The Chicago Council on Global Affairs is today releasing a report calling for a "master plan" for higher education in the Midwest. The report -- by James J. Duderstadt, president emeritus of the University of Michigan -- argues that the region needs to think about higher education more strategically as a region, not just as individual states or institutions. The "Bologna process" -- by which European higher education has become much more linked across national boundaries -- is cited as an example, both for its coordination and also for the broad consultation that produced the effort. The time for collaboration is evident, the report says, from the changes already taking place. "No university can control the growth of knowledge nor the educational needs of a society. Information technology is rapidly eliminating the barriers of space and time that have largely shielded campus activities from competition," the report says.
Higher Education Quick Takes
An appeals court has overturned an award of $2.5 million to a former associate controller at Florida International University who claimed he lost his job in a reorganization because of racial discrimination, The Miami Herald reported. The court found that the former employee failed to meet required standards of proof that racial discrimination was a factor. The university maintained that the reorganization -- which involved an entire division -- was based on problems with the old structure.
The U.S. Department of Veterans Affairs needs to improve the outreach and support it provides to military veterans who receive federal education benefits, the Government Accountability Office said in a report on Wednesday. The report examined the agency's process for making veterans aware of the Post-9/11 G.I. Bill and other veterans' education programs and for ensuring that schools and veterans meet eligibility rules, among other things, and found room for improvement in some areas.
The revived Antioch College has announced its first three faculty hires. Faculty members and alumni of the institution that Antioch University shut down have been pushing for the rehiring of professors from the old Antioch College, while the administration has been insisting on new searches for all openings. Of the first three hires, two are finishing their doctorates, while one is a faculty member who taught at the previous Antioch and is now coming back.
Gov. Jerry Brown's announcement late Tuesday that budget talks with Republican leaders had reached a dead end -- seemingly dooming an effort to put extensions of tax increases before voters in June -- puts California's public colleges in a (more) dire situation, the institutions' leaders said. The University of California, California State University and California Community Colleges systems have warned that a budget solution that did not include voter-passed extensions of existing taxes would double the size of the already hefty cuts they are facing ($500 million for each of the two university systems and $400 million for the two-year institutions).

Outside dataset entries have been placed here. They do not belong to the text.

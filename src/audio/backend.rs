use anyhow::Result;
use tokio::sync::mpsc;

/// One block of mono PCM samples captured from an audio source
#[derive(Debug, Clone)]
pub struct AudioFrame {
    /// Raw audio samples (i16 PCM)
    pub samples: Vec<i16>,
    /// Sample rate in Hz
    pub sample_rate: u32,
    /// Number of channels
    pub channels: u16,
    /// Timestamp in milliseconds since capture started
    pub timestamp_ms: u64,
}

/// Configuration for audio capture
#[derive(Debug, Clone)]
pub struct AudioCaptureConfig {
    /// Target sample rate (input is decimated if the device rate is higher)
    pub sample_rate: u32,
    /// Target channel count (1 = mono)
    pub channels: u16,
    /// Duration of each emitted block in milliseconds
    pub frame_duration_ms: u64,
    /// Request echo cancellation from the device where supported
    pub echo_cancellation: bool,
    /// Request noise suppression from the device where supported
    pub noise_suppression: bool,
}

impl Default for AudioCaptureConfig {
    fn default() -> Self {
        Self {
            sample_rate: 16000, // 16kHz, what the transcription backend expects
            channels: 1,        // Mono
            frame_duration_ms: 100,
            echo_cancellation: true,
            noise_suppression: true,
        }
    }
}

impl AudioCaptureConfig {
    /// Number of samples in one emitted block at the target rate
    pub fn frame_samples(&self) -> usize {
        ((self.sample_rate as u64 * self.frame_duration_ms) / 1000).max(1) as usize
    }
}

/// Audio capture backend trait
///
/// Implementations:
/// - Microphone: cpal input device (all platforms)
/// - Scripted: replay a fixed list of frames (tests, offline demos)
#[async_trait::async_trait]
pub trait AudioCapture: Send + Sync {
    /// Start capturing audio
    ///
    /// Returns a channel receiver that will receive audio frames in capture
    /// order. Frames are dropped, not queued, when the consumer lags.
    async fn start(&mut self) -> Result<mpsc::Receiver<AudioFrame>>;

    /// Stop capturing and release the device
    async fn stop(&mut self) -> Result<()>;

    /// Check if the backend is currently capturing
    fn is_capturing(&self) -> bool;

    /// Get backend name for logging
    fn name(&self) -> &str;
}

/// Audio source type
#[derive(Debug, Clone)]
pub enum CaptureSource {
    /// Default microphone input
    Microphone,
    /// Replay the given frames (for tests and offline demos)
    Scripted(Vec<AudioFrame>),
}

/// Audio capture factory
pub struct AudioCaptureFactory;

impl AudioCaptureFactory {
    /// Create a capture backend for the given source
    pub fn create(source: CaptureSource, config: AudioCaptureConfig) -> Box<dyn AudioCapture> {
        match source {
            CaptureSource::Microphone => {
                Box::new(super::capture::MicrophoneCapture::new(config))
            }
            CaptureSource::Scripted(frames) => Box::new(super::script::ScriptedCapture::new(frames)),
        }
    }
}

With Brown ending talks with Republicans, he said, because they insisted on what he called an "ever-changing list of collateral demands" -- though political observers also said poll numbers were not looking favorable, either -- campus leaders spoke Wednesday as if the June ballot measure were dead. “Without a June special election on Gov. (Jerry) Brown’s tax extension proposal, the chance of an all-cuts budget is highly likely,” Jack Scott, chancellor of the community college system, said in a news release. “An $800 million reduction would be unprecedented and an absolute tragedy for our students, faculty and staff as well as a deep blow for our economy.”
An Associated Press survey of colleges' policies designed to prevent drug use by athletes has found them to be widely inconsistent. The National Collegiate Athletic Association has one set of rules, athletic conferences vary widely on their rules, and colleges are all over the place, the survey found.

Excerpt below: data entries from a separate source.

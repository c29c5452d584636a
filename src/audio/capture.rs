//! Microphone capture via cpal.
//!
//! The cpal stream is not `Send`, so it lives on a dedicated thread that is
//! controlled through a channel. Captured samples are mixed to mono,
//! decimated to the target rate, converted to i16 PCM and emitted as
//! fixed-size blocks in capture order.

use anyhow::{anyhow, Context, Result};
use cpal::traits::{DeviceTrait, HostTrait, StreamTrait};
use std::sync::atomic::{AtomicBool, Ordering};
use std::sync::Arc;
use std::thread;
use tokio::sync::{mpsc, oneshot};
use tracing::{debug, error, info, warn};

use super::backend::{AudioCapture, AudioCaptureConfig, AudioFrame};
use super::blocks::FrameBlocker;
use super::pcm;

/// Channel capacity for outgoing frames. When the consumer lags, newer
/// frames are dropped rather than queued.
const FRAME_CHANNEL_CAPACITY: usize = 4;

enum StreamControl {
    Stop(oneshot::Sender<()>),
}

/// Microphone capture backend built on cpal.
pub struct MicrophoneCapture {
    config: AudioCaptureConfig,
    control: Option<std::sync::mpsc::Sender<StreamControl>>,
    thread: Option<thread::JoinHandle<()>>,
    capturing: Arc<AtomicBool>,
}

impl MicrophoneCapture {
    pub fn new(config: AudioCaptureConfig) -> Self {
        Self {
            config,
            control: None,
            thread: None,
            capturing: Arc::new(AtomicBool::new(false)),
        }
    }
}

#[async_trait::async_trait]
impl AudioCapture for MicrophoneCapture {
    async fn start(&mut self) -> Result<mpsc::Receiver<AudioFrame>> {
        if self.capturing.load(Ordering::SeqCst) {
            return Err(anyhow!("microphone capture already running"));
        }

        info!(
            sample_rate = self.config.sample_rate,
            channels = self.config.channels,
            echo_cancellation = self.config.echo_cancellation,
            noise_suppression = self.config.noise_suppression,
            "starting microphone capture"
        );

        let (frame_tx, frame_rx) = mpsc::channel(FRAME_CHANNEL_CAPACITY);
        let (setup_tx, setup_rx) = oneshot::channel::<Result<()>>();
        let (control_tx, control_rx) = std::sync::mpsc::channel();

        let config = self.config.clone();
        let capturing = Arc::clone(&self.capturing);

        let handle = thread::spawn(move || {
            run_stream_thread(config, frame_tx, setup_tx, control_rx, capturing);
        });

        match setup_rx.await {
            Ok(Ok(())) => {}
            Ok(Err(e)) => {
                let _ = tokio::task::spawn_blocking(move || handle.join()).await;
                return Err(e);
            }
            Err(_) => {
                let _ = tokio::task::spawn_blocking(move || handle.join()).await;
                return Err(anyhow!("capture thread exited before setup completed"));
            }
        }

        self.capturing.store(true, Ordering::SeqCst);
        self.control = Some(control_tx);
        self.thread = Some(handle);

        Ok(frame_rx)
    }

    async fn stop(&mut self) -> Result<()> {
        if !self.capturing.swap(false, Ordering::SeqCst) && self.control.is_none() {
            return Ok(());
        }

        if let Some(control) = self.control.take() {
            let (ack_tx, ack_rx) = oneshot::channel();
            if control.send(StreamControl::Stop(ack_tx)).is_ok() {
                let _ = ack_rx.await;
            }
        }

        if let Some(handle) = self.thread.take() {
            let _ = tokio::task::spawn_blocking(move || handle.join()).await;
        }

        info!("microphone capture stopped");
        Ok(())
    }

    fn is_capturing(&self) -> bool {
        self.capturing.load(Ordering::SeqCst)
    }

    fn name(&self) -> &str {
        "microphone"
    }
}

impl Drop for MicrophoneCapture {
    fn drop(&mut self) {
        if let Some(control) = self.control.take() {
            let (ack_tx, _ack_rx) = oneshot::channel();
            let _ = control.send(StreamControl::Stop(ack_tx));
        }
    }
}

fn run_stream_thread(
    config: AudioCaptureConfig,
    frame_tx: mpsc::Sender<AudioFrame>,
    setup_tx: oneshot::Sender<Result<()>>,
    control_rx: std::sync::mpsc::Receiver<StreamControl>,
    capturing: Arc<AtomicBool>,
) {
    let stream = match open_input_stream(&config, frame_tx, capturing) {
        Ok(stream) => {
            let _ = setup_tx.send(Ok(()));
            stream
        }
        Err(e) => {
            let _ = setup_tx.send(Err(e));
            return;
        }
    };

    // Park until asked to stop; the stream keeps delivering callbacks.
    if let Ok(StreamControl::Stop(ack)) = control_rx.recv() {
        stream.pause().ok();
        drop(stream);
        ack.send(()).ok();
        debug!("microphone stream released");
    }
}

fn open_input_stream(
    config: &AudioCaptureConfig,
    frame_tx: mpsc::Sender<AudioFrame>,
    capturing: Arc<AtomicBool>,
) -> Result<cpal::Stream> {
    let host = cpal::default_host();
    let device = host
        .default_input_device()
        .ok_or_else(|| anyhow!("no input device available"))?;

    let supported = device
        .default_input_config()
        .context("failed to query input device config")?;

    let input_channels = supported.channels();
    let input_rate = supported.sample_rate().0;
    let stream_config: cpal::StreamConfig = supported.config();

    let device_name = device.name().unwrap_or_else(|_| "unknown".to_string());
    debug!(device = %device_name, input_rate, input_channels, "opening input stream");

    let target_rate = config.sample_rate;

    // Block assembler owned by the data callback.
    let mut blocker = FrameBlocker::new(config.frame_samples(), target_rate, config.channels);

    let mut on_samples = move |samples: Vec<f32>| {
        let mono = pcm::mix_to_mono(&samples, input_channels);
        let resampled = pcm::decimate(mono, input_rate, target_rate);
        blocker.push(resampled, &frame_tx);
    };

    let error_callback = move |err: cpal::StreamError| {
        error!("audio stream error: {}", err);
        if matches!(err, cpal::StreamError::DeviceNotAvailable) {
            warn!("audio device disconnected");
            capturing.store(false, Ordering::SeqCst);
        }
    };

    let stream = match supported.sample_format() {
        cpal::SampleFormat::F32 => device
            .build_input_stream(
                &stream_config,
                move |data: &[f32], _: &_| on_samples(data.to_vec()),
                error_callback,
                None,
            )
            .context("failed to build input stream")?,
        cpal::SampleFormat::I16 => device
            .build_input_stream(
                &stream_config,
                move |data: &[i16], _: &_| {
                    let as_f32: Vec<f32> =
                        data.iter().map(|&s| s as f32 / -(i16::MIN as f32)).collect();
                    on_samples(as_f32);
                },
                error_callback,
                None,
            )
            .context("failed to build input stream")?,
        other => {
            return Err(anyhow!("unsupported sample format: {}", other));
        }
    };

    stream.play().context("failed to start input stream")?;

    Ok(stream)
}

Faculty members at Essex County College have voted no confidence, 101 to 6, in Edythe Abdullah, who is in her first year as president, The Star-Ledger reported. The resolution adopted called her "unresponsive, indecisive, untimely and an untrustworthy administrator." Much of the anger, the newspaper reported, came from Abdullah's push for more of a role in evaluating candidates for tenure, delaying the process for those professors up for promotion this year. Abdullah told the Star-Ledger, "Maybe I’ve gotten off to a rocky start in doing that. Maybe there have been some mistakes. Maybe I don’t understand the political culture enough here to have as smooth a start as I would have liked."
The U.S. Education Department announced Tuesday that it is fining Virginia Tech $55,000 for violations of federal laws in the university's response to the mass killings that took place there on April 16, 2007. The fine focuses on the university's failure to immediately warn students of the danger -- after the university learned of the first shooting. Virginia Tech officials have maintained that they acted based on the best information they had at the time, and that they did not realize the potential for the killings that would take place later in the day.
Faced with a pending vote of no confidence, the president of Florida's Edison State College has agreed to reassign a senior administrator with whom faculty members said they could no longer work effectively, the Naples Daily News reported. The removal of James Browder as senior vice president was one of a series of concessions that President Kenneth Walker reportedly made after a Faculty Senate meeting at the Florida college boiled over and set up a vote of no confidence in Walker, the newspaper reported. Among the other concessions was an agreement to consider the re-hiring of another senior official, Steve Atkins, who resigned this month after Browder was promoted from a vice president's position.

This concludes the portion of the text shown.